20. November 2007

„Welche Droge passt zu mir?“ von Kai Hensel

Category: Literatur — Patrick @ 21:20

Nein, nicht was ihr jetzt vielleicht denkt, sondern ein Soloabend im doppeltem Sinne: Solo ich, der allein unter Fremden diesem Stück im Theatercafé lauscht. Solo Carola von Seckendorff, die in diesem Stück für eine Person, diesem Monolog, überzeugend und virtuos die Hanna gibt.

Auffordernd und voller Illusionen erzählt sie, 32, IQ 126, Ehefrau und Mutter, gut bürgerlich, von ihrem ersten Drogenkontakt. Eine Ecstasy-Pille hat sie vom Dachdeckerlehrling gekauft und eingeworfen. Frei nach Seneca: “Nur Kleinmütige und Schwächlinge wählen den sicheren Pfad. Der Held geht über den Gipfel.”
Ihr erster Tripp, ein voller Erfolg: Farben und Lichter, Wärme und Liebe für ihren Sohn, Tunnel graben im Badeschaum…
Doch es geht weiter und weiter: Kokain (achtet auf die Nasenschleimhaut), LSD (12-dimensionales String-Multiversum, Entropietod und Protonenstaub)…

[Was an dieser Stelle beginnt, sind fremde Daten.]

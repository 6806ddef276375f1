use bitfield::BitFieldError;
#[cfg(feature = "std")]
use thiserror::Error;

#[cfg_attr(feature = "std", derive(Error))]
#[derive(Debug, Clone, Copy, PartialEq, Eq)]
pub enum FrameError {
    #[cfg_attr(feature = "std", error("payload of {0} bytes exceeds the 8-byte frame"))]
    PayloadTooLong(usize),

    #[cfg_attr(feature = "std", error("bit field error: {0}"))]
    BitField(#[cfg_attr(feature = "std", from)] BitFieldError),
}

#[cfg(not(feature = "std"))]
impl core::fmt::Display for FrameError {
    fn fmt(&self, f: &mut core::fmt::Formatter<'_>) -> core::fmt::Result {
        match self {
            FrameError::PayloadTooLong(n) => {
                write!(f, "payload of {} bytes exceeds the 8-byte frame", n)
            }
            FrameError::BitField(e) => write!(f, "bit field error: {}", e),
        }
    }
}

#[cfg(not(feature = "std"))]
impl From<BitFieldError> for FrameError {
    fn from(err: BitFieldError) -> Self {
        FrameError::BitField(err)
    }
}
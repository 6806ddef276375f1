#[cfg(feature = "std")]
use thiserror::Error;

/// Errors returned by the bit-field codec.
///
/// Every variant describes a caller mistake (a bad field descriptor or byte
/// index), never a property of the data being decoded.
#[cfg_attr(feature = "std", derive(Error))]
#[derive(Debug, Clone, Copy, PartialEq, Eq)]
pub enum BitFieldError {
    /// `width` is outside `1..=64` or the field runs past bit 63.
    #[cfg_attr(
        feature = "std",
        error("invalid bit field range: start {start}, width {width} (need 1..=64 bits ending at or before bit 64)")
    )]
    InvalidBitFieldRange { start: usize, width: usize },

    #[cfg_attr(feature = "std", error("byte index {0} is out of range 0..=7"))]
    InvalidByteIndex(usize),
}

#[cfg(not(feature = "std"))]
impl core::fmt::Display for BitFieldError {
    fn fmt(&self, f: &mut core::fmt::Formatter<'_>) -> core::fmt::Result {
        match self {
            BitFieldError::InvalidBitFieldRange { start, width } => write!(
                f,
                "invalid bit field range: start {}, width {} (need 1..=64 bits ending at or before bit 64)",
                start, width
            ),
            BitFieldError::InvalidByteIndex(n) => {
                write!(f, "byte index {} is out of range 0..=7", n)
            }
        }
    }
}
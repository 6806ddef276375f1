//! Fixed 8-byte frame payloads.
//!
//! Bytes are kept in wire order: byte 0 is the first byte received on the
//! bus and the most significant byte of [`Payload::word`].

use bitfield::nth_byte;
use bytemuck_derive::{Pod, Zeroable};

use crate::FrameError;

/// Number of data bytes in a classic CAN frame.
pub const PAYLOAD_LEN: usize = 8;

#[repr(transparent)]
#[derive(Clone, Copy, Debug, Default, PartialEq, Eq, Hash, Pod, Zeroable)]
pub struct Payload([u8; PAYLOAD_LEN]);

impl Payload {
    /// All-zero payload.
    pub const fn new() -> Self {
        Self([0; PAYLOAD_LEN])
    }

    pub const fn from_bytes(bytes: [u8; PAYLOAD_LEN]) -> Self {
        Self(bytes)
    }

    /// Builds a payload from fewer than eight received bytes, zero-filling the
    /// tail.
    ///
    /// ```
    /// use can_frame::Payload;
    ///
    /// let p = Payload::from_slice(&[0xAA, 0xBB]).unwrap();
    /// assert_eq!(p.word(), 0xAABB_0000_0000_0000);
    /// assert!(Payload::from_slice(&[0; 9]).is_err());
    /// ```
    pub fn from_slice(data: &[u8]) -> Result<Self, FrameError> {
        if data.len() > PAYLOAD_LEN {
            return Err(FrameError::PayloadTooLong(data.len()));
        }
        let mut bytes = [0u8; PAYLOAD_LEN];
        bytes[..data.len()].copy_from_slice(data);
        Ok(Self(bytes))
    }

    /// Payload whose wire bytes are the big-endian bytes of `word`.
    pub const fn from_word(word: u64) -> Self {
        Self(word.to_be_bytes())
    }

    /// Reinterprets a word exactly as it sits in host memory.
    ///
    /// This is the inverse of [`Payload::native_word`] and matches a driver
    /// that copies the receive buffer into a `u64`.
    pub fn from_native_word(word: u64) -> Self {
        bytemuck::cast(word)
    }

    #[inline]
    pub const fn as_bytes(&self) -> &[u8; PAYLOAD_LEN] {
        &self.0
    }

    #[inline]
    pub fn as_bytes_mut(&mut self) -> &mut [u8; PAYLOAD_LEN] {
        &mut self.0
    }

    /// The payload as a word with byte 0 in the most significant position.
    #[inline]
    pub const fn word(&self) -> u64 {
        u64::from_be_bytes(self.0)
    }

    /// The payload bytes reinterpreted in host byte order.
    ///
    /// On little-endian hosts this equals `word().swap_bytes()`, which is why
    /// such buffers are decoded with `big_endian == false`.
    #[inline]
    pub fn native_word(&self) -> u64 {
        bytemuck::cast(self.0)
    }

    /// Replaces every byte with the big-endian bytes of `word`.
    #[inline]
    pub fn set_word(&mut self, word: u64) {
        self.0 = word.to_be_bytes();
    }

    /// Byte `n` in wire order.
    pub fn byte(&self, n: usize) -> Result<u8, FrameError> {
        Ok(nth_byte(self.word(), n)?)
    }
}

impl From<[u8; PAYLOAD_LEN]> for Payload {
    fn from(bytes: [u8; PAYLOAD_LEN]) -> Self {
        Self(bytes)
    }
}

impl From<Payload> for [u8; PAYLOAD_LEN] {
    fn from(p: Payload) -> Self {
        p.0
    }
}
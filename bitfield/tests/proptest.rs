// tests/proptest.rs

use bitfield::{BitFieldError, BitRange, get_bit_field, nth_byte, set_bit_field, swap_bytes};
use proptest::prelude::*;

//
// -----------------------------------------------------------------------------
// Helper Functions
// -----------------------------------------------------------------------------

/// Any `(start, width)` pair that fits in the word.
fn valid_range() -> impl Strategy<Value = (usize, usize)> {
    (1usize..=64).prop_flat_map(|width| (0..=(64 - width), Just(width)))
}

/// A valid range plus a value that fits in its width.
fn range_and_value() -> impl Strategy<Value = (usize, usize, u64)> {
    valid_range().prop_flat_map(|(start, width)| {
        let max = if width == 64 { u64::MAX } else { (1u64 << width) - 1 };
        (Just(start), Just(width), 0..=max)
    })
}

/// Width and start that together run past bit 63.
fn overflowing_range() -> impl Strategy<Value = (usize, usize)> {
    (1usize..=64).prop_flat_map(|width| ((65 - width)..=128, Just(width)))
}

//
// -----------------------------------------------------------------------------
// Round trip
// -----------------------------------------------------------------------------

proptest! {
    #[test]
    fn prop_set_then_get_roundtrip(buffer in any::<u64>(), (start, width, value) in range_and_value()) {
        let mut data = buffer;
        set_bit_field(&mut data, value, start, width).unwrap();
        prop_assert_eq!(get_bit_field(data, start, width, true).unwrap(), value);
    }

    #[test]
    fn prop_set_preserves_bits_outside_field(
        buffer in any::<u64>(),
        (start, width, value) in range_and_value()
    ) {
        let mut data = buffer;
        set_bit_field(&mut data, value, start, width).unwrap();

        let outside = !BitRange::new(start, width).unwrap().positioned_mask();
        prop_assert_eq!(data & outside, buffer & outside);

        // same check bit by bit, MSB-first
        for bit in (0..64).filter(|b| *b < start || *b >= start + width) {
            prop_assert_eq!(
                get_bit_field(data, bit, 1, true).unwrap(),
                get_bit_field(buffer, bit, 1, true).unwrap()
            );
        }
    }
}

//
// -----------------------------------------------------------------------------
// Endianness and width edge cases
// -----------------------------------------------------------------------------

proptest! {
    #[test]
    fn prop_little_endian_matches_swapped_big_endian(data in any::<u64>(), (start, width) in valid_range()) {
        prop_assert_eq!(
            get_bit_field(data, start, width, false),
            get_bit_field(swap_bytes(data), start, width, true)
        );
    }

    #[test]
    fn prop_full_width_is_identity(data in any::<u64>()) {
        prop_assert_eq!(get_bit_field(data, 0, 64, true).unwrap(), data);
    }

    #[test]
    fn prop_single_bit_is_zero_or_one(data in any::<u64>(), bit in 0usize..64) {
        let v = get_bit_field(data, bit, 1, true).unwrap();
        prop_assert!(v <= 1);
        prop_assert_eq!(v, (data >> (63 - bit)) & 1);
    }

    #[test]
    fn prop_set_truncates_to_width(
        buffer in any::<u64>(),
        (start, width) in valid_range(),
        value in any::<u64>()
    ) {
        let mut data = buffer;
        set_bit_field(&mut data, value, start, width).unwrap();

        let expected = if width == 64 { value } else { value % (1u64 << width) };
        prop_assert_eq!(get_bit_field(data, start, width, true).unwrap(), expected);
    }

    #[test]
    fn prop_value_never_exceeds_width(data in any::<u64>(), (start, width) in valid_range()) {
        let v = get_bit_field(data, start, width, true).unwrap();
        if width < 64 {
            prop_assert!(v < (1u64 << width));
        }
    }
}

//
// -----------------------------------------------------------------------------
// Bytes
// -----------------------------------------------------------------------------

proptest! {
    #[test]
    fn prop_nth_byte_matches_be_bytes(source in any::<u64>(), n in 0usize..8) {
        prop_assert_eq!(nth_byte(source, n).unwrap(), source.to_be_bytes()[n]);
    }

    #[test]
    fn prop_nth_byte_is_an_aligned_field(source in any::<u64>(), n in 0usize..8) {
        prop_assert_eq!(
            nth_byte(source, n).unwrap() as u64,
            get_bit_field(source, n * 8, 8, true).unwrap()
        );
    }

    #[test]
    fn prop_nth_byte_rejects_out_of_range(source in any::<u64>(), n in 8usize..1024) {
        prop_assert_eq!(nth_byte(source, n), Err(BitFieldError::InvalidByteIndex(n)));
    }
}

//
// -----------------------------------------------------------------------------
// Range violations
// -----------------------------------------------------------------------------

proptest! {
    #[test]
    fn prop_overflowing_ranges_are_rejected(data in any::<u64>(), (start, width) in overflowing_range()) {
        let err = BitFieldError::InvalidBitFieldRange { start, width };
        prop_assert_eq!(get_bit_field(data, start, width, true), Err(err));
        prop_assert_eq!(get_bit_field(data, start, width, false), Err(err));

        let mut copy = data;
        prop_assert_eq!(set_bit_field(&mut copy, 1, start, width), Err(err));
        prop_assert_eq!(copy, data);
    }

    #[test]
    fn prop_bad_widths_are_rejected(data in any::<u64>(), start in 0usize..64, width in prop_oneof![Just(0usize), 65usize..256]) {
        prop_assert!(get_bit_field(data, start, width, true).is_err());
    }
}

#[test]
fn literal_value_42_at_bit_14() {
    let mut data = 0u64;
    set_bit_field(&mut data, 0b101010, 14, 6).unwrap();
    assert_eq!(get_bit_field(data, 14, 6, true), Ok(42));
}

#[test]
fn literal_nth_byte() {
    assert_eq!(nth_byte(0x0102030405060708, 0), Ok(0x01));
    assert_eq!(nth_byte(0x0102030405060708, 7), Ok(0x08));
}
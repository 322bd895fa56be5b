//! Embedding provider trait and vector utilities.
//!
//! Defines the [`EmbeddingProvider`] trait that all embedding backends
//! implement, plus pure helper functions for vector serialization and
//! similarity computation.
//!
//! The HTTP client, the rate-limited batch embedder, and provider
//! selection live in the `coach-context` app crate.

use async_trait::async_trait;

use crate::error::EmbedError;

/// Trait for embedding providers.
///
/// One call embeds one text. Batching, pacing, and failure accounting are
/// the caller's job so a single bad item never poisons a whole batch.
#[async_trait]
pub trait EmbeddingProvider: Send + Sync {
    /// Returns the model identifier (e.g. `"text-embedding-3-small"`).
    fn model_name(&self) -> &str;
    /// Returns the embedding vector dimensionality (e.g. `1536`).
    fn dims(&self) -> usize;
    /// Embed a single text.
    async fn embed(&self, text: &str) -> Result<Vec<f32>, EmbedError>;
}

/// Reject vectors whose length differs from the provider's fixed dimensionality.
pub fn check_dims(expected: usize, vector: Vec<f32>) -> Result<Vec<f32>, EmbedError> {
    if vector.len() != expected {
        return Err(EmbedError::DimensionMismatch {
            expected,
            actual: vector.len(),
        });
    }
    Ok(vector)
}

/// Encode a float vector as a BLOB (little-endian f32 bytes).
///
/// Each `f32` is stored as 4 bytes in little-endian order, producing
/// a BLOB of `vec.len() × 4` bytes.
///
/// # Example
///
/// ```rust
/// use coach_context_core::embedding::{vec_to_blob, blob_to_vec};
///
/// let v = vec![1.0f32, -2.5, 3.125];
/// let blob = vec_to_blob(&v);
/// assert_eq!(blob.len(), 12); // 3 × 4 bytes
/// assert_eq!(blob_to_vec(&blob), v);
/// ```
pub fn vec_to_blob(vec: &[f32]) -> Vec<u8> {
    let mut bytes = Vec::with_capacity(vec.len() * 4);
    for &v in vec {
        bytes.extend_from_slice(&v.to_le_bytes());
    }
    bytes
}

/// Decode a BLOB back into a float vector.
pub fn blob_to_vec(blob: &[u8]) -> Vec<f32> {
    blob.chunks_exact(4)
        .map(|chunk| f32::from_le_bytes([chunk[0], chunk[1], chunk[2], chunk[3]]))
        .collect()
}

/// Compute cosine similarity between two embedding vectors.
///
/// Returns a value in `[-1.0, 1.0]`, or `0.0` for empty vectors or
/// vectors of different lengths.
pub fn cosine_similarity(a: &[f32], b: &[f32]) -> f32 {
    if a.len() != b.len() || a.is_empty() {
        return 0.0;
    }

    let mut dot = 0.0f32;
    let mut norm_a = 0.0f32;
    let mut norm_b = 0.0f32;

    for (x, y) in a.iter().zip(b.iter()) {
        dot += x * y;
        norm_a += x * x;
        norm_b += y * y;
    }

    let denom = norm_a.sqrt() * norm_b.sqrt();
    if denom < f32::EPSILON {
        return 0.0;
    }

    dot / denom
}
//! # Coach Context Core
//!
//! Pure logic for the coach context engine: data models, chunking,
//! lexical scoring, the store and embedding abstractions, the retriever,
//! conversation windowing, and final context formatting.
//!
//! This crate contains no tokio, sqlx, HTTP, or filesystem dependencies.
//! Concrete backends live in the `coach-context` app crate.

pub mod cache;
pub mod chunk;
pub mod embedding;
pub mod error;
pub mod format;
pub mod lexical;
pub mod models;
pub mod observe;
pub mod search;
pub mod store;
pub mod window;
//! JSON HTTP API for the prompt layer and admin tooling.
//!
//! # Endpoints
//!
//! | Method | Path | Description |
//! |--------|------|-------------|
//! | `GET`  | `/health` | Health check (returns version) |
//! | `POST` | `/search` | Knowledge query → `RagResponse` |
//! | `POST` | `/context` | Retrieval + windowing → `FormattedContext` |
//! | `POST` | `/reembed` | Backfill `{ "target": "<id>" \| "all" \| "missing" }` → `ReembedReport` |
//! | `GET`  | `/documents/missing` | Documents needing (re-)embedding |
//!
//! # Error Contract
//!
//! ```json
//! { "error": { "code": "bad_request", "message": "query must not be empty" } }
//! ```
//!
//! Error codes: `bad_request` (400), `embeddings_disabled` (400),
//! `embedding_failed` (502), `store_write_failed` (500), `internal` (500).
//!
//! # CORS
//!
//! All origins, methods, and headers are permitted.

use axum::{
    extract::State,
    http::StatusCode,
    response::{IntoResponse, Response},
    routing::{get, post},
    Json, Router,
};
use serde::{Deserialize, Serialize};
use std::sync::Arc;
use tower_http::cors::{Any, CorsLayer};
use tracing::info;

use coach_context_core::error::ContextError;
use coach_context_core::format::FormattedContext;
use coach_context_core::models::RagResponse;
use coach_context_core::store::KnowledgeStore;

use crate::engine::{ContextRequest, Engine, SearchOptions};
use crate::reembed::{ReembedReport, ReembedTarget};

/// Starts the HTTP server on `[server].bind` and runs until terminated.
pub async fn run_server(engine: Engine) -> anyhow::Result<()> {
    let bind_addr = engine.config().server.bind.clone();
    let app = router(Arc::new(engine));

    info!(bind = %bind_addr, "server listening");
    println!("coachctx server listening on http://{}", bind_addr);

    let listener = tokio::net::TcpListener::bind(&bind_addr).await?;
    axum::serve(listener, app).await?;

    Ok(())
}

/// Build the router; exposed so tests can serve it on an ephemeral port.
pub fn router(engine: Arc<Engine>) -> Router {
    let cors = CorsLayer::new()
        .allow_origin(Any)
        .allow_methods(Any)
        .allow_headers(Any);

    Router::new()
        .route("/health", get(handle_health))
        .route("/search", post(handle_search))
        .route("/context", post(handle_context))
        .route("/reembed", post(handle_reembed))
        .route("/documents/missing", get(handle_missing))
        .layer(cors)
        .with_state(engine)
}

// ============ Error response ============

#[derive(Serialize)]
struct ErrorBody {
    error: ErrorDetail,
}

#[derive(Serialize)]
struct ErrorDetail {
    code: String,
    message: String,
}

struct AppError {
    status: StatusCode,
    code: String,
    message: String,
}

impl IntoResponse for AppError {
    fn into_response(self) -> Response {
        let body = ErrorBody {
            error: ErrorDetail {
                code: self.code,
                message: self.message,
            },
        };
        (self.status, Json(body)).into_response()
    }
}

fn app_error(status: StatusCode, code: &str, message: impl Into<String>) -> AppError {
    AppError {
        status,
        code: code.to_string(),
        message: message.into(),
    }
}

fn bad_request(message: impl Into<String>) -> AppError {
    app_error(StatusCode::BAD_REQUEST, "bad_request", message)
}

/// Map engine errors to status codes by their typed kind.
fn classify_error(err: anyhow::Error) -> AppError {
    match err.downcast_ref::<ContextError>() {
        Some(ContextError::EmbeddingCallFailed { .. }) => {
            app_error(StatusCode::BAD_GATEWAY, "embedding_failed", err.to_string())
        }
        Some(ContextError::StoreWriteFailed { .. }) => app_error(
            StatusCode::INTERNAL_SERVER_ERROR,
            "store_write_failed",
            err.to_string(),
        ),
        _ => app_error(
            StatusCode::INTERNAL_SERVER_ERROR,
            "internal",
            format!("{:#}", err),
        ),
    }
}

// ============ GET /health ============

#[derive(Serialize)]
struct HealthResponse {
    status: String,
    version: String,
}

async fn handle_health() -> Json<HealthResponse> {
    Json(HealthResponse {
        status: "ok".to_string(),
        version: env!("CARGO_PKG_VERSION").to_string(),
    })
}

// ============ POST /search ============

#[derive(Deserialize)]
struct SearchBody {
    query: String,
    #[serde(default, flatten)]
    options: SearchOptions,
}

async fn handle_search(
    State(engine): State<Arc<Engine>>,
    Json(body): Json<SearchBody>,
) -> Result<Json<RagResponse>, AppError> {
    if body.query.trim().is_empty() {
        return Err(bad_request("query must not be empty"));
    }
    let resp = engine
        .search(&body.query, &body.options)
        .await
        .map_err(classify_error)?;
    Ok(Json(resp))
}

// ============ POST /context ============

async fn handle_context(
    State(engine): State<Arc<Engine>>,
    Json(req): Json<ContextRequest>,
) -> Result<Json<FormattedContext>, AppError> {
    let ctx = engine.context(&req).await.map_err(classify_error)?;
    Ok(Json(ctx))
}

// ============ POST /reembed ============

#[derive(Deserialize)]
struct ReembedBody {
    target: String,
}

async fn handle_reembed(
    State(engine): State<Arc<Engine>>,
    Json(body): Json<ReembedBody>,
) -> Result<Json<ReembedReport>, AppError> {
    if !engine.config().embedding.is_enabled() {
        return Err(app_error(
            StatusCode::BAD_REQUEST,
            "embeddings_disabled",
            "embedding provider is disabled",
        ));
    }
    let target: ReembedTarget = body
        .target
        .parse()
        .map_err(|e: anyhow::Error| bad_request(e.to_string()))?;
    let report = engine.reembed(&target).await.map_err(classify_error)?;
    Ok(Json(report))
}

// ============ GET /documents/missing ============

#[derive(Serialize)]
struct MissingResponse {
    /// Documents with no chunks at all.
    missing: Vec<String>,
    /// Documents with chunks that lack vectors.
    incomplete: Vec<String>,
}

async fn handle_missing(
    State(engine): State<Arc<Engine>>,
) -> Result<Json<MissingResponse>, AppError> {
    let store = engine.store();
    let missing = store.all_missing_embeddings().await.map_err(classify_error)?;
    let incomplete = store.incomplete_embeddings().await.map_err(classify_error)?;
    Ok(Json(MissingResponse {
        missing,
        incomplete,
    }))
}
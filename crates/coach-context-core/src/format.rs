//! Final context assembly for the prompt layer.
//!
//! [`assemble`] merges a retrieval response and a conversation window into
//! two delimited text blocks plus a machine-readable [`ContextTrace`]. The
//! trace is for debugging and audit only; nothing reads it back.

use chrono::{DateTime, Utc};
use serde::Serialize;

use crate::models::{ChunkRef, RagResponse, SearchMethod, WindowResult};

pub const KNOWLEDGE_OPEN: &str = "[KNOWLEDGE]";
pub const KNOWLEDGE_CLOSE: &str = "[/KNOWLEDGE]";
pub const HISTORY_OPEN: &str = "[CONVERSATION HISTORY]";
pub const HISTORY_CLOSE: &str = "[/CONVERSATION HISTORY]";

/// What the prompt layer receives.
#[derive(Debug, Clone, PartialEq, Serialize)]
pub struct FormattedContext {
    /// Present only when retrieval was valid and produced context.
    pub knowledge_block: Option<String>,
    /// Present when there is a summary or at least one turn.
    pub history_block: Option<String>,
    pub trace: ContextTrace,
}

impl FormattedContext {
    /// Both blocks, in order, separated by a blank line.
    pub fn render(&self) -> String {
        [self.knowledge_block.as_deref(), self.history_block.as_deref()]
            .into_iter()
            .flatten()
            .collect::<Vec<_>>()
            .join("\n\n")
    }
}

#[derive(Debug, Clone, PartialEq, Serialize)]
pub struct ContextTrace {
    pub generated_at: DateTime<Utc>,
    pub retrieval: Option<RetrievalTrace>,
    pub knowledge_included: bool,
    pub window: WindowTrace,
}

#[derive(Debug, Clone, PartialEq, Serialize)]
pub struct RetrievalTrace {
    pub query: String,
    pub search_method: SearchMethod,
    pub is_valid: bool,
    pub top_score: f64,
    pub context_chunks: usize,
    pub context_chars: usize,
    pub response_time_ms: u64,
    pub results: Vec<ResultTrace>,
}

#[derive(Debug, Clone, PartialEq, Serialize)]
pub struct ResultTrace {
    pub chunk_ref: ChunkRef,
    pub similarity_score: f64,
    #[serde(skip_serializing_if = "Option::is_none")]
    pub lexical_score: Option<f64>,
    pub combined_score: f64,
}

#[derive(Debug, Clone, PartialEq, Serialize)]
pub struct WindowTrace {
    pub selected_turns: usize,
    pub trimmed_count: usize,
    pub tokens_used: usize,
    pub max_tokens: usize,
    pub summary_tokens: usize,
    pub summary_truncated: bool,
    pub over_budget: bool,
}

/// Build the prompt context; `now` anchors the relative time labels.
pub fn assemble(
    retrieval: Option<&RagResponse>,
    window: &WindowResult,
    now: DateTime<Utc>,
) -> FormattedContext {
    let knowledge_block = retrieval
        .filter(|r| r.is_valid && !r.context.is_empty())
        .map(|r| format!("{}\n{}\n{}", KNOWLEDGE_OPEN, r.context, KNOWLEDGE_CLOSE));

    let history_block = history_block(window, now);

    let trace = ContextTrace {
        generated_at: now,
        retrieval: retrieval.map(retrieval_trace),
        knowledge_included: knowledge_block.is_some(),
        window: WindowTrace {
            selected_turns: window.selected_turns.len(),
            trimmed_count: window.trimmed_count,
            tokens_used: window.tokens_used,
            max_tokens: window.max_tokens,
            summary_tokens: window.summary_tokens,
            summary_truncated: window.summary_truncated,
            over_budget: window.over_budget,
        },
    };

    FormattedContext {
        knowledge_block,
        history_block,
        trace,
    }
}

fn history_block(window: &WindowResult, now: DateTime<Utc>) -> Option<String> {
    if window.summary_included.is_none() && window.selected_turns.is_empty() {
        return None;
    }

    let mut parts: Vec<String> = vec![HISTORY_OPEN.to_string()];
    if let Some(summary) = &window.summary_included {
        parts.push(format!("Summary of earlier conversation:\n{}", summary));
    }
    for turn in &window.selected_turns {
        parts.push(format!(
            "({})\nUser: {}\nCoach: {}",
            relative_time(turn.created_at, now),
            turn.user_message,
            turn.agent_response
        ));
    }
    parts.push(HISTORY_CLOSE.to_string());
    Some(parts.join("\n\n"))
}

fn retrieval_trace(r: &RagResponse) -> RetrievalTrace {
    RetrievalTrace {
        query: r.query.clone(),
        search_method: r.method,
        is_valid: r.is_valid,
        top_score: r.top_score,
        context_chunks: r.context_chunks,
        context_chars: r.context.chars().count(),
        response_time_ms: r.response_time_ms,
        results: r
            .results
            .iter()
            .map(|x| ResultTrace {
                chunk_ref: x.chunk_ref.clone(),
                similarity_score: x.similarity_score,
                lexical_score: x.lexical_score,
                combined_score: x.combined_score,
            })
            .collect(),
    }
}

/// Coarse label such as `"5 minutes ago"`. Future times read as `"just now"`.
pub fn relative_time(then: DateTime<Utc>, now: DateTime<Utc>) -> String {
    let secs = (now - then).num_seconds();
    if secs < 60 {
        return "just now".to_string();
    }
    let (n, unit) = if secs < 3600 {
        (secs / 60, "minute")
    } else if secs < 86_400 {
        (secs / 3600, "hour")
    } else {
        (secs / 86_400, "day")
    };
    if n == 1 {
        format!("1 {} ago", unit)
    } else {
        format!("{} {}s ago", n, unit)
    }
}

Hanna ist intelligent, selbtsbewusst und unabhängig. Was findet sie an Drogen? Hat sie das Tor zur Erkenntnis aufgestoßen? Ist sie gar gottgleich geworden?
Während sie andauernd Seneca zitiert, gibt sie sich dem Verfall preis; macht ihr Leben zum letzten Horrotrip. “Vielleicht ist er [der Fötus] schon abgestroben und verfault gerade in mir.

Erfrischend politisch unkorrekt ist das Stück; voller subtiler Ironie und scharfer Dialektik. Wie Anti-Werbung überzeugt es, und hinterlässt gleichzeitig einen fahlen Nachgeschmack von Nebenwirkungen.
Bis die Worte schließlich deutlich werden, der Schrecken greifbar.

Die stete Wechselwirkung mit dem Publikum wirkt dabei: Gemeinsame ”Übungen”, treffend bissige Kommentare, herumgereichte Bilder, einen Globus aufpusten…
Am Ende ist man bewegt, wenn man sich ihre (und die eigene) Beerdigung vorstellt: Absolute Stille herrscht; wer sich glücklich nennt, verlasse den Raum, fordert sie auf – niemand geht.

Ein grandioses Stück experimentelles Theater, nicht nur über Drogen, sondern über Träume, Wünsche, Liebe und Glücklichsein.
Seneca sagt: “Während man das Leben aufschiebt, geht es vorüber.”